● What you should do
The word "Both" occurs in some lines of the listing. Copy those lines.

● Input data
//! Line-segment sources feeding the graph builder.
//!
//! A source hands the builder a list of polylines together with the
//! coordinate reference system they are expressed in. Readers for GeoJSON
//! and CSV files live here, plus an in-memory source for embedding and tests.
//! Everything heavier (shapefiles, PBF extracts, arbitrary reprojection) is
//! expected to be converted to one of these formats upstream.

use std::env;
use std::fs::File;
use std::io::{BufReader, Read};
use std::path::{Path, PathBuf};
use std::sync::Arc;

use geojson::{Feature, GeoJson, Value as GeoJsonValue};
use serde::Deserialize;
use serde_json::{Map, Value};
use tracing::{debug, info};

use crate::error::{Error, Result};
use crate::graph::EdgeMeta;
use crate::projection::Crs;

/// Environment variable consulted when no source path is passed explicitly.
pub const SOURCE_ENV_VAR: &str = "ROUTEFINDER_SOURCE";

/// Environment variable naming the CRS of sources that cannot declare one.
pub const CRS_ENV_VAR: &str = "ROUTEFINDER_CRS";

/// Travel direction permitted along a segment, relative to its coordinate order.
#[derive(Debug, Clone, Copy, PartialEq, Eq, Default)]
pub enum Direction {
    #[default]
    Both,
    Forward,
    Backward,
}

impl Direction {
    /// Interpret the `oneway` attribute conventions found in OSM-derived data.
    ///
    /// `F`/`yes`/`true`/`1` mean travel follows the digitised direction,
    /// `T`/`-1`/`reverse` mean it runs against it, anything else is two-way.
    pub fn from_oneway(value: &str) -> Self {
        match value.trim().to_ascii_lowercase().as_str() {
            "f" | "yes" | "true" | "1" => Direction::Forward,
            "t" | "-1" | "reverse" => Direction::Backward,
            _ => Direction::Both,
        }
    }

    fn from_json(value: Option<&Value>) -> Self {
        match value {
            Some(Value::String(s)) => Direction::from_oneway(s),
            Some(Value::Bool(true)) => Direction::Forward,
            Some(Value::Number(n)) => match n.as_i64() {
                Some(1) => Direction::Forward,
                Some(-1) => Direction::Backward,
                _ => Direction::Both,
            },
            _ => Direction::Both,
        }
    }
}

/// A polyline in source coordinates.
#[derive(Debug, Clone, PartialEq)]
pub struct Segment {
    pub coords: Vec<[f64; 2]>,
    pub direction: Direction,
    pub meta: Option<Arc<EdgeMeta>>,
}

impl Segment {
    pub fn new(coords: Vec<[f64; 2]>) -> Self {
        Self {
            coords,
            direction: Direction::Both,
            meta: None,
        }
    }

    pub fn with_direction(mut self, direction: Direction) -> Self {
        self.direction = direction;
        self
    }

    pub fn with_meta(mut self, meta: EdgeMeta) -> Self {
        self.meta = Some(Arc::new(meta));
        self
    }
}

/// Producer of raw line segments for [`crate::build_graph`].
pub trait SegmentSource {
    /// Coordinate reference system the segments are expressed in.
    fn crs(&self) -> Crs;

    /// Drain the segments held by this source.
    fn read_segments(&mut self) -> Result<Vec<Segment>>;
}

// =============================================================================
// In-memory source
// =============================================================================

/// Segments supplied directly by the caller.
#[derive(Debug, Clone)]
pub struct MemorySource {
    crs: Crs,
    segments: Vec<Segment>,
}

impl MemorySource {
    pub fn new(crs: Crs, segments: Vec<Segment>) -> Self {
        Self { crs, segments }
    }

    /// Planar segments already in the working projection.
    pub fn planar(segments: Vec<Segment>) -> Self {
        Self::new(Crs::WebMercator, segments)
    }
}

impl SegmentSource for MemorySource {
    fn crs(&self) -> Crs {
        self.crs
    }

    fn read_segments(&mut self) -> Result<Vec<Segment>> {
        Ok(std::mem::take(&mut self.segments))
    }
}

// =============================================================================
// GeoJSON source
// =============================================================================

/// Road segments read from a GeoJSON `FeatureCollection`, a single `Feature`
/// or a bare line geometry.
///
/// `LineString` and `MultiLineString` geometries become segments; features
/// with any other geometry, or none, are skipped. The legacy `crs` member is
/// honoured when present, otherwise coordinates are WGS84 as RFC 7946 requires.
#[derive(Debug, Clone)]
pub struct GeoJsonSource {
    crs: Crs,
    segments: Vec<Segment>,
    skipped_features: usize,
}

impl GeoJsonSource {
    pub fn from_path(path: &Path) -> Result<Self> {
        let file = File::open(path)?;
        let source = Self::from_reader(BufReader::new(file))?;
        info!(
            path = %path.display(),
            segments = source.segments.len(),
            skipped_features = source.skipped_features,
            crs = %source.crs,
            "read GeoJSON source"
        );
        Ok(source)
    }

    pub fn from_reader<R: Read>(reader: R) -> Result<Self> {
        let document = GeoJson::from_reader(reader).map_err(malformed_geojson)?;
        Self::from_document(document)
    }

    pub fn from_json_str(text: &str) -> Result<Self> {
        let document = text.parse::<GeoJson>().map_err(malformed_geojson)?;
        Self::from_document(document)
    }

    /// Number of features ignored because they carried no line geometry.
    pub fn skipped_features(&self) -> usize {
        self.skipped_features
    }

    fn from_document(document: GeoJson) -> Result<Self> {
        let (features, foreign_members) = match document {
            GeoJson::FeatureCollection(collection) => {
                (collection.features, collection.foreign_members)
            }
            GeoJson::Feature(mut feature) => {
                let foreign_members = feature.foreign_members.take();
                (vec![feature], foreign_members)
            }
            GeoJson::Geometry(geometry) => match geometry.value {
                GeoJsonValue::LineString(_) | GeoJsonValue::MultiLineString(_) => {
                    (vec![Feature::from(geometry)], None)
                }
                _ => {
                    return Err(Error::malformed(
                        "expected a GeoJSON FeatureCollection, Feature or line geometry",
                    ))
                }
            },
        };

        let crs = named_crs(foreign_members.as_ref())?.unwrap_or(Crs::Wgs84);

        let mut segments = Vec::new();
        let mut skipped_features = 0usize;

        for (index, feature) in features.into_iter().enumerate() {
            let properties = feature.properties.unwrap_or_default();
            let direction = Direction::from_json(properties.get("oneway"));
            let meta = edge_meta(&properties);

            let lines = match feature.geometry.map(|geometry| geometry.value) {
                Some(GeoJsonValue::LineString(line)) => vec![line],
                Some(GeoJsonValue::MultiLineString(lines)) => lines,
                Some(_) | None => {
                    skipped_features += 1;
                    continue;
                }
            };

            for line in lines {
                let coords = line
                    .iter()
                    .map(|position| to_pair(position.iter().copied(), index))
                    .collect::<Result<Vec<_>>>()?;
                segments.push(Segment {
                    coords,
                    direction,
                    meta: meta.clone(),
                });
            }
        }

        Ok(Self {
            crs,
            segments,
            skipped_features,
        })
    }
}

impl SegmentSource for GeoJsonSource {
    fn crs(&self) -> Crs {
        self.crs
    }

    fn read_segments(&mut self) -> Result<Vec<Segment>> {
        Ok(std::mem::take(&mut self.segments))
    }
}

fn malformed_geojson(err: impl std::fmt::Display) -> Error {
    Error::malformed(format!("invalid GeoJSON: {err}"))
}

/// Read the pre-RFC 7946 `crs` member, `{"type": "name", "properties": {"name": ...}}`.
fn named_crs(foreign_members: Option<&Map<String, Value>>) -> Result<Option<Crs>> {
    let Some(member) = foreign_members.and_then(|members| members.get("crs")) else {
        return Ok(None);
    };
    let name = member
        .get("properties")
        .and_then(|properties| properties.get("name"))
        .and_then(Value::as_str)
        .ok_or_else(|| Error::malformed("crs member has no properties.name"))?;
    name.parse().map(Some)
}

fn to_pair(mut ordinates: impl Iterator<Item = f64>, feature: usize) -> Result<[f64; 2]> {
    match (ordinates.next(), ordinates.next()) {
        (Some(x), Some(y)) => Ok([x, y]),
        _ => Err(Error::malformed(format!(
            "feature {feature} has a position with fewer than two ordinates"
        ))),
    }
}

fn edge_meta(properties: &Map<String, Value>) -> Option<Arc<EdgeMeta>> {
    let text = |key: &str| {
        properties
            .get(key)
            .and_then(Value::as_str)
            .filter(|s| !s.is_empty())
            .map(str::to_string)
    };

    let name = text("name");
    let class = text("fclass").or_else(|| text("highway"));
    if name.is_none() && class.is_none() {
        return None;
    }
    Some(Arc::new(EdgeMeta { name, class }))
}

// =============================================================================
// CSV source
// =============================================================================

#[derive(Debug, Deserialize)]
struct CsvRow {
    segment: String,
    x: f64,
    y: f64,
    #[serde(default)]
    oneway: Option<String>,
}

/// Vertices listed one per row as `segment,x,y[,oneway]`.
///
/// Consecutive rows sharing a `segment` value form one polyline. CSV carries
/// no CRS of its own, so one must be supplied by the caller.
#[derive(Debug, Clone)]
pub struct CsvSegmentSource {
    crs: Crs,
    segments: Vec<Segment>,
}

impl CsvSegmentSource {
    pub fn from_path(path: &Path, crs: Option<Crs>) -> Result<Self> {
        let crs = crs.ok_or(Error::MissingCrs)?;
        let file = File::open(path)?;
        let source = Self::from_reader(BufReader::new(file), crs)?;
        info!(
            path = %path.display(),
            segments = source.segments.len(),
            crs = %crs,
            "read CSV source"
        );
        Ok(source)
    }

    pub fn from_reader<R: Read>(reader: R, crs: Crs) -> Result<Self> {
        let mut csv_reader = csv::ReaderBuilder::new().trim(csv::Trim::All).from_reader(reader);

        let mut segments: Vec<Segment> = Vec::new();
        let mut current_id: Option<String> = None;

        for row in csv_reader.deserialize() {
            let row: CsvRow = row?;
            if current_id.as_deref() != Some(row.segment.as_str()) {
                let direction = row
                    .oneway
                    .as_deref()
                    .map(Direction::from_oneway)
                    .unwrap_or_default();
                segments.push(Segment::new(Vec::new()).with_direction(direction));
                current_id = Some(row.segment.clone());
            }
            if let Some(segment) = segments.last_mut() {
                segment.coords.push([row.x, row.y]);
            }
        }

        Ok(Self { crs, segments })
    }
}

impl SegmentSource for CsvSegmentSource {
    fn crs(&self) -> Crs {
        self.crs
    }

    fn read_segments(&mut self) -> Result<Vec<Segment>> {
        Ok(std::mem::take(&mut self.segments))
    }
}

// =============================================================================
// Source resolution
// =============================================================================

/// Resolve the source path from an explicit argument or [`SOURCE_ENV_VAR`].
pub fn resolve_source_path(explicit: Option<&Path>) -> Result<PathBuf> {
    let path = match explicit {
        Some(path) => path.to_path_buf(),
        None => env::var_os(SOURCE_ENV_VAR)
            .map(PathBuf::from)
            .ok_or(Error::SourceNotConfigured {
                env_var: SOURCE_ENV_VAR,
            })?,
    };

    if !path.exists() {
        return Err(Error::SourceNotFound { path });
    }
    debug!(path = %path.display(), "resolved geometry source");
    Ok(path)
}

/// Resolve the CRS override from an explicit value or [`CRS_ENV_VAR`].
pub fn resolve_crs(explicit: Option<&str>) -> Result<Option<Crs>> {
    let value = match explicit {
        Some(value) => Some(value.to_string()),
        None => env::var(CRS_ENV_VAR).ok(),
    };
    value
        .filter(|v| !v.trim().is_empty())
        .map(|v| v.parse())
        .transpose()
}

/// Open a segment source, choosing the reader from the file extension.
///
/// `crs` is required for CSV files and ignored for GeoJSON, which declares
/// its own.
pub fn load_source(path: &Path, crs: Option<Crs>) -> Result<Box<dyn SegmentSource>> {
    if !path.exists() {
        return Err(Error::SourceNotFound {
            path: path.to_path_buf(),
        });
    }

    let extension = path
        .extension()
        .and_then(|ext| ext.to_str())
        .map(str::to_ascii_lowercase);

    match extension.as_deref() {
        Some("geojson") | Some("json") => Ok(Box::new(GeoJsonSource::from_path(path)?)),
        Some("csv") => Ok(Box::new(CsvSegmentSource::from_path(path, crs)?)),
        _ => Err(Error::malformed(format!(
            "unrecognised source format for {}; expected .geojson, .json or .csv",
            path.display()
        ))),
    }
}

● Solution
    Both,
            _ => Direction::Both,
                _ => Direction::Both,
            _ => Direction::Both,
            direction: Direction::Both,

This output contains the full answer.